But the regiments in the field to their right (south side) of the pike kept on, and kept swinging their right flanks forward as if to take us in reverse or cut us off from the rest of our troops near the Seminary.  At this moment Davison, bleeding from two desperate wounds, and so weak that one of the men had to hold him on his feet (one ankle being totally shattered by a bullet), ordered us to form the half-battery, action left, by wheeling on the left gun as a pivot, so as to bring the half-battery on a line with the Cashtown Pike, muzzles facing south, his object being to rake the front of the Rebel line closing in on us from that side. Of the four men left at our gun when this order was given two had bloody heads, but they were still “standing by,” and Ord. Serg’t Mitchell jumped on our off wheel to help us.  “This is tough work, boys,” he shouted, as we wheeled the gun around, “but we are good for it.” And Pat Wallace, tugging at the near wheel, shouted back: “If we ain’t, where’ll you find them that is!”
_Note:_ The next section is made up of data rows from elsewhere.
//! SQLite persistence layer.
//!
//! RULE: Only store.rs talks to the database.
//! The engine calls store methods; subsystems never touch SQL.

use rusqlite::{params, Connection, OptionalExtension};
use crate::{
    error::SimResult,
    event::EventLogEntry,
    types::Tick,
};

pub struct CompanionStore {
    conn: Connection,
}

impl CompanionStore {
    /// Open (or create) the save database at `path`.
    pub fn open(path: &str) -> SimResult<Self> {
        let conn = Connection::open(path)?;
        // WAL mode: better concurrent read performance.
        conn.execute_batch("PRAGMA journal_mode=WAL;")?;
        conn.execute_batch("PRAGMA foreign_keys=ON;")?;
        Ok(Self { conn })
    }

    /// Open an in-memory database (used in tests).
    pub fn in_memory() -> SimResult<Self> {
        let conn = Connection::open_in_memory()?;
        conn.execute_batch("PRAGMA foreign_keys=ON;")?;
        Ok(Self { conn })
    }

    /// Apply all schema migrations in order.
    pub fn migrate(&self) -> SimResult<()> {
        self.conn.execute_batch(include_str!("../../migrations/001_foundation.sql"))?;
        Ok(())
    }

    // ── Companion ──────────────────────────────────────────────

    pub fn insert_companion(
        &self,
        companion_id: &str,
        seed: u64,
        version: &str,
        created_at: &str,
    ) -> SimResult<()> {
        self.conn.execute(
            "INSERT OR IGNORE INTO companion (companion_id, seed, version, created_at)
             VALUES (?1, ?2, ?3, ?4)",
            params![companion_id, seed as i64, version, created_at],
        )?;
        Ok(())
    }

    pub fn companion_seed(&self, companion_id: &str) -> SimResult<Option<u64>> {
        let seed = self
            .conn
            .query_row(
                "SELECT seed FROM companion WHERE companion_id = ?1",
                params![companion_id],
                |row| row.get::<_, i64>(0),
            )
            .optional()?;
        Ok(seed.map(|s| s as u64))
    }

    // ── Event log ──────────────────────────────────────────────

    /// Append a whole tick's events in one transaction.
    pub fn append_events(&mut self, entries: &[EventLogEntry]) -> SimResult<()> {
        let tx = self.conn.transaction()?;
        {
            let mut stmt = tx.prepare(
                "INSERT INTO event_log (companion_id, tick, subsystem, event_type, payload)
                 VALUES (?1, ?2, ?3, ?4, ?5)",
            )?;
            for entry in entries {
                stmt.execute(params![
                    entry.companion_id,
                    entry.tick as i64,
                    entry.subsystem,
                    entry.event_type,
                    entry.payload,
                ])?;
            }
        }
        tx.commit()?;
        Ok(())
    }

    pub fn events_for_tick(&self, companion_id: &str, tick: Tick) -> SimResult<Vec<EventLogEntry>> {
        let mut stmt = self.conn.prepare(
            "SELECT id, companion_id, tick, subsystem, event_type, payload
             FROM event_log WHERE companion_id = ?1 AND tick = ?2
             ORDER BY id ASC"
        )?;
        let entries = stmt.query_map(params![companion_id, tick as i64], |row| {
            Ok(EventLogEntry {
                id:           Some(row.get(0)?),
                companion_id: row.get(1)?,
                tick:         row.get::<_, i64>(2)? as u64,
                subsystem:    row.get(3)?,
                event_type:   row.get(4)?,
                payload:      row.get(5)?,
            })
        })?.collect::<Result<Vec<_>, _>>()?;
        Ok(entries)
    }

    /// Event counts by type, for summaries.
    pub fn event_counts(&self, companion_id: &str) -> SimResult<Vec<(String, i64)>> {
        let mut stmt = self.conn.prepare(
            "SELECT event_type, COUNT(*) FROM event_log
             WHERE companion_id = ?1
             GROUP BY event_type ORDER BY event_type ASC"
        )?;
        let rows = stmt
            .query_map(params![companion_id], |row| Ok((row.get(0)?, row.get(1)?)))?
            .collect::<Result<Vec<_>, _>>()?;
        Ok(rows)
    }

    // ── Snapshot ───────────────────────────────────────────────

    pub fn save_snapshot(&self, companion_id: &str, tick: Tick, state_json: &str) -> SimResult<()> {
        self.conn.execute(
            "INSERT OR REPLACE INTO snapshot (companion_id, tick, state_json) VALUES (?1, ?2, ?3)",
            params![companion_id, tick as i64, state_json],
        )?;
        Ok(())
    }

    pub fn latest_snapshot(&self, companion_id: &str) -> SimResult<Option<(Tick, String)>> {
        let result = self
            .conn
            .query_row(
                "SELECT tick, state_json FROM snapshot
                 WHERE companion_id = ?1
                 ORDER BY tick DESC LIMIT 1",
                params![companion_id],
                |row| Ok((row.get::<_, i64>(0)? as u64, row.get::<_, String>(1)?)),
            )
            .optional()?;
        Ok(result)
    }
}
Well, this change of front gave us a clean rake along the Rebel line for a whole brigade length, but it exposed our right flank to the ranking volleys of their infantry near the pike, who at that moment began to get up again and come on.  Then for seven or eight minutes ensued probably the most desperate fight ever waged between artillery and infantry at close range without a particle of cover on either side.  They gave us volley after volley in front and flank, and we gave them double canister as fast as we could load.  The 6th Wisconsin and 11th Pennsylvania men crawled up over the bank of the cut or behind the rail fence in rear of Stewart’s caissons and joined their musketry to our canister, while from the north side of the cut flashed the chain-lightning of the Old Man’s half-battery in one solid streak!

At this time our left half-battery, taking their first line en echarpe, swept it so clean with double canister that the Rebels sagged away from the road to get cover from the fences and trees that lined it.  From our second round on a gray squirrel could not have crossed the road alive.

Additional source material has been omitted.